Metadata-Version: 2.1
Name: EHRQC
Version: 0.4
Summary: Package for performing QC on Electronic Health Record (EHR) data
Home-page: https://github.com/ryashpal/EHRQC
Author: Yashpal Ramakrishnaiah <ryashpal.ramakrishnaiah1@monash.edu>, Sonika Tyagi <sonika.tyagi@monash.edu>
Author-email: ryashpal.ramakrishnaiah1@monash.edu, sonika.tyagi@monash.edu
License: MIT
Platform: UNKNOWN
Classifier: Programming Language :: Python :: 3
Classifier: License :: OSI Approved :: MIT License
Classifier: Operating System :: OS Independent
Classifier: Operating System :: OS Independent
Classifier: Intended Audience :: Science/Research
Classifier: Intended Audience :: Healthcare Industry
Requires-Python: >=3.6
Description-Content-Type: text/markdown

# EHRQC

## Introduction
The performance of the Machine Learning (ML) models is primarily dependent on the underlying data on which it is trained on. Therefore, it is very essential to ensure that the training data is of the highest quality possible. It is a standard practice to perform operations related to handling of the missing values, and outliers before feeding it to machine learning algorithms, for which there are well established procedures and dedicated libraries currently. However, they are generic in nature and do not cover the domain specific nuances. For instance, non standard data sanity checks are to be performed in addition, to remove further errors in the Electronic Health Records (EHRs) that are specific to the medical domain.
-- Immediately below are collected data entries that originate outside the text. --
use super::*;

const EPSILON: f64 = 1e-6;
const MAX_RELATIVE: f64 = 1e-4;

struct Scenario {
    x: Array3<f64>,
    h0: Array2<f64>,
    upstream: Array3<f64>,
}

impl Scenario {
    fn new(batch: usize, timesteps: usize, input_dim: usize, units: usize) -> Self {
        Self {
            x: generate_sequence(batch, timesteps, input_dim),
            h0: Array2::from_shape_fn((batch, units), |(b, u)| 0.1 * b as f64 - 0.05 * u as f64),
            upstream: generate_loss_weights(batch, timesteps, units),
        }
    }

    /// Scalar loss `sum(h * upstream)` for the given weights and inputs
    fn loss(&self, cell: &mut CirculantGRU, x: &Array3<f64>, h0: &Array2<f64>) -> f64 {
        let h = cell.forward(x.view(), Some(h0.view()), None).unwrap();
        (&h * &self.upstream).sum()
    }

    /// Runs forward and backward once, returning (grad_weight, grad_bias, grad_x, grad_h0)
    fn analytic(
        &self,
        cell: &mut CirculantGRU,
    ) -> (Array2<f64>, Array1<f64>, Array3<f64>, Array2<f64>) {
        cell.zero_gradients();
        cell.forward(self.x.view(), Some(self.h0.view()), None)
            .unwrap();
        let grads = cell
            .backward(
                self.x.view(),
                Some(self.h0.view()),
                None,
                self.upstream.view(),
                1.0,
            )
            .unwrap();
        let grad_x = grads.input.to_owned();
        let grad_h0 = grads.hidden.unwrap().to_owned();
        (
            cell.grad_weight().clone(),
            cell.grad_bias().clone(),
            grad_x,
            grad_h0,
        )
    }
}

fn assert_gradient_close(analytic: f64, numeric: f64, what: &str) {
    assert_relative_eq!(
        analytic,
        numeric,
        epsilon = 1e-7,
        max_relative = MAX_RELATIVE
    );
    assert!(analytic.is_finite(), "{} gradient is not finite", what);
}

fn check_parameter_gradients(cell: &mut CirculantGRU, scenario: &Scenario) {
    let (grad_weight, grad_bias, _, _) = scenario.analytic(cell);
    let weight = cell.weight().clone();
    let bias = cell.bias().clone();

    for (index, &analytic) in grad_weight.indexed_iter() {
        let mut plus = weight.clone();
        plus[index] += EPSILON;
        cell.set_weights(plus, bias.clone()).unwrap();
        let loss_plus = scenario.loss(cell, &scenario.x, &scenario.h0);

        let mut minus = weight.clone();
        minus[index] -= EPSILON;
        cell.set_weights(minus, bias.clone()).unwrap();
        let loss_minus = scenario.loss(cell, &scenario.x, &scenario.h0);

        let numeric = (loss_plus - loss_minus) / (2.0 * EPSILON);
        assert_gradient_close(analytic, numeric, "weight");
    }

    for (index, &analytic) in grad_bias.indexed_iter() {
        let mut plus = bias.clone();
        plus[index] += EPSILON;
        cell.set_weights(weight.clone(), plus).unwrap();
        let loss_plus = scenario.loss(cell, &scenario.x, &scenario.h0);

        let mut minus = bias.clone();
        minus[index] -= EPSILON;
        cell.set_weights(weight.clone(), minus).unwrap();
        let loss_minus = scenario.loss(cell, &scenario.x, &scenario.h0);

        let numeric = (loss_plus - loss_minus) / (2.0 * EPSILON);
        assert_gradient_close(analytic, numeric, "bias");
    }

    cell.set_weights(weight, bias).unwrap();
}

fn check_input_gradients(cell: &mut CirculantGRU, scenario: &Scenario) {
    let (_, _, grad_x, grad_h0) = scenario.analytic(cell);

    for (index, &analytic) in grad_x.indexed_iter() {
        let mut plus = scenario.x.clone();
        plus[index] += EPSILON;
        let loss_plus = scenario.loss(cell, &plus, &scenario.h0);

        let mut minus = scenario.x.clone();
        minus[index] -= EPSILON;
        let loss_minus = scenario.loss(cell, &minus, &scenario.h0);

        let numeric = (loss_plus - loss_minus) / (2.0 * EPSILON);
        assert_gradient_close(analytic, numeric, "input");
    }

    for (index, &analytic) in grad_h0.indexed_iter() {
        let mut plus = scenario.h0.clone();
        plus[index] += EPSILON;
        let loss_plus = scenario.loss(cell, &scenario.x, &plus);

        let mut minus = scenario.h0.clone();
        minus[index] -= EPSILON;
        let loss_minus = scenario.loss(cell, &scenario.x, &minus);

        let numeric = (loss_plus - loss_minus) / (2.0 * EPSILON);
        assert_gradient_close(analytic, numeric, "initial state");
    }
}

#[test]
fn test_gradient_check_block_size_one() {
    let mut cell = CirculantGRU::with_seed(4, 4, 1, 7).unwrap();
    let scenario = Scenario::new(2, 3, 4, 4);

    check_parameter_gradients(&mut cell, &scenario);
    check_input_gradients(&mut cell, &scenario);
}

#[test]
fn test_gradient_check_through_synthesis() {
    let mut cell = CirculantGRU::with_seed(4, 4, 2, 7).unwrap();
    let bias = Array1::from_shape_fn(12, |k| 0.1 * k as f64 - 0.5);
    cell.set_weights(cell.weight().clone(), bias).unwrap();
    let scenario = Scenario::new(2, 3, 4, 4);

    check_parameter_gradients(&mut cell, &scenario);
    check_input_gradients(&mut cell, &scenario);
}

#[test]
fn test_gradient_check_larger_blocks() {
    let mut cell = CirculantGRU::with_seed(4, 8, 4, 13).unwrap();
    let scenario = Scenario::new(3, 4, 4, 8);

    check_parameter_gradients(&mut cell, &scenario);
    check_input_gradients(&mut cell, &scenario);
}

#[test]
fn test_gradient_check_saturated_update_gate() {
    let (input_dim, units) = (4, 4);
    let mut cell = CirculantGRU::with_seed(input_dim, units, 2, 7).unwrap();
    let mut bias = Array1::zeros(3 * units);
    bias.slice_mut(s![..units]).fill(50.0);
    cell.set_weights(Array2::zeros((input_dim + units, 3 * units)), bias)
        .unwrap();
    let scenario = Scenario::new(2, 3, input_dim, units);

    let h = cell
        .forward(scenario.x.view(), None, None)
        .unwrap()
        .to_owned();
    let gates = cell.gates();
    for t in 0..3 {
        for (&value, &candidate) in h
            .index_axis(Axis(1), t)
            .iter()
            .zip(gates.slice(s![.., t, 2 * units..]).iter())
        {
            assert_abs_diff_eq!(value, candidate, epsilon = 1e-12);
        }
    }

    check_parameter_gradients(&mut cell, &scenario);
    check_input_gradients(&mut cell, &scenario);
}

#[test]
fn test_passthrough_matches_exact_for_block_size_one() {
    let scenario = Scenario::new(2, 3, 4, 4);
    let mut exact = CirculantGRU::with_seed(4, 4, 1, 17).unwrap();
    let mut passthrough = CirculantGRU::with_seed(4, 4, 1, 17).unwrap();
    passthrough.set_synthesis_gradient(SynthesisGradient::Passthrough);

    let (exact_weight, exact_bias, exact_x, exact_h0) = scenario.analytic(&mut exact);
    let (pass_weight, pass_bias, pass_x, pass_h0) = scenario.analytic(&mut passthrough);

    for (a, b) in exact_weight.iter().zip(pass_weight.iter()) {
        assert_relative_eq!(*a, *b, epsilon = 1e-12);
    }
    for (a, b) in exact_bias.iter().zip(pass_bias.iter()) {
        assert_relative_eq!(*a, *b, epsilon = 1e-12);
    }
    for (a, b) in exact_x.iter().zip(pass_x.iter()) {
        assert_relative_eq!(*a, *b, epsilon = 1e-12);
    }
    for (a, b) in exact_h0.iter().zip(pass_h0.iter()) {
        assert_relative_eq!(*a, *b, epsilon = 1e-12);
    }
}

#[test]
fn test_passthrough_routes_to_every_base_row() {
    let scenario = Scenario::new(2, 3, 4, 4);
    let mut exact = CirculantGRU::with_seed(4, 4, 2, 17).unwrap();
    let mut passthrough = CirculantGRU::with_seed(4, 4, 2, 17).unwrap();
    passthrough.set_synthesis_gradient(SynthesisGradient::Passthrough);

    let (exact_weight, _, _, _) = scenario.analytic(&mut exact);
    let (pass_weight, _, _, _) = scenario.analytic(&mut passthrough);

    // the second row of every tile never enters the forward pass
    for row in [5, 7] {
        for col in 0..4 {
            assert_eq!(exact_weight[[row, col]], 0.0);
        }
    }
    assert!((0..4).any(|col| pass_weight[[5, col]] != 0.0));
}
This utility is aimed at providing functions that can summarize the errors that are specific to the healthcare domain in the data through various visualizations.

## System architecture

![image](https://user-images.githubusercontent.com/56529301/133012627-875f2643-2d43-4e9e-b97b-8f0424cfa94e.png)

## Example Output

Refer [demographics.html](https://github.com/ryashpal/EHRQC/blob/master/demographics.html), [vitals.html](https://github.com/ryashpal/EHRQC/blob/master/vitals.html), [lab_measurements.html](https://github.com/ryashpal/EHRQC/blob/master/lab_measurements.html), [vitals_anomalies.html](https://github.com/ryashpal/EHRQC/blob/master/vitals_anomalies.html), and [lab_measurements_anomalies.html](https://github.com/ryashpal/EHRQC/blob/master/lab_measurements_anomalies.html)

## Installation Guide

Install the following libraries

    pip install numpy
    pip install matplotlib
    pip install yattag
    pip install scipy
    pip install sklearn
    pip install pandas

Then install EHRQC

    pip install EHRQC

## User Guide

### Extract Demographic data from OMOP schema

    from qc.extract import extractOmopDemographics as extractOmopDemographics

    omopDemographicsDf = extractOmopDemographics()
    omopDemographicsDf.head()

### Extract Vitals data from OMOP schema

    from qc.extract import extractMimicOmopVitals as extractMimicOmopVitals

    mimicOmopVitalsDf = extractMimicOmopVitals()
    mimicOmopVitalsDf.head()

### Extract Lab Measurements data from OMOP schema

    from qc.extract import extractOmopLabMeasurements as extractOmopLabMeasurements

    omopLabMeasurementsDf = extractOmopLabMeasurements()
    omopLabMeasurementsDf.head()

### Extract Demographic data from MIMIC schema

    from qc.extract import extractMimicDemographics as extractMimicDemographics

    mimicDemographicsDf = extractMimicDemographics()
    mimicDemographicsDf.head()

### Extract Vitals data from MIMIC schema

    from qc.extract import extractMimicVitals as extractMimicVitals

    mimicVitalsDf = extractMimicVitals()
    mimicVitalsDf.head()

### Extract Lab Measurements data from MIMIC schema

    from qc.extract import extractMimicLabMeasurements as extractMimicLabMeasurements

    mimicLabMeasurementsDf = extractMimicLabMeasurements()
    mimicLabMeasurementsDf.head()

### Demographics Graphs Example 1

    import qc.demographicsGraphs as demographicsGraphs

    data = [
        [0, 1, 2, 'male', 'white', date.fromisoformat('2020-09-13'), date.fromisoformat('2021-09-13')], 
        [2, 3, 4, np.nan, 'white', date.fromisoformat('2020-09-14'), date.fromisoformat('2021-09-13')], 
        [4, 5, 6, 'female', 'black', date.fromisoformat('2020-09-15'), date.fromisoformat('2021-09-13')], 
        [6, 7, 8, np.nan, 'asian', date.fromisoformat('2020-09-14'), date.fromisoformat('2021-09-13')]]
    demographicsGraphs.plot(pd.DataFrame(data, columns=['age', 'weight', 'height', 'gender', 'ethnicity', 'dob', 'dod']))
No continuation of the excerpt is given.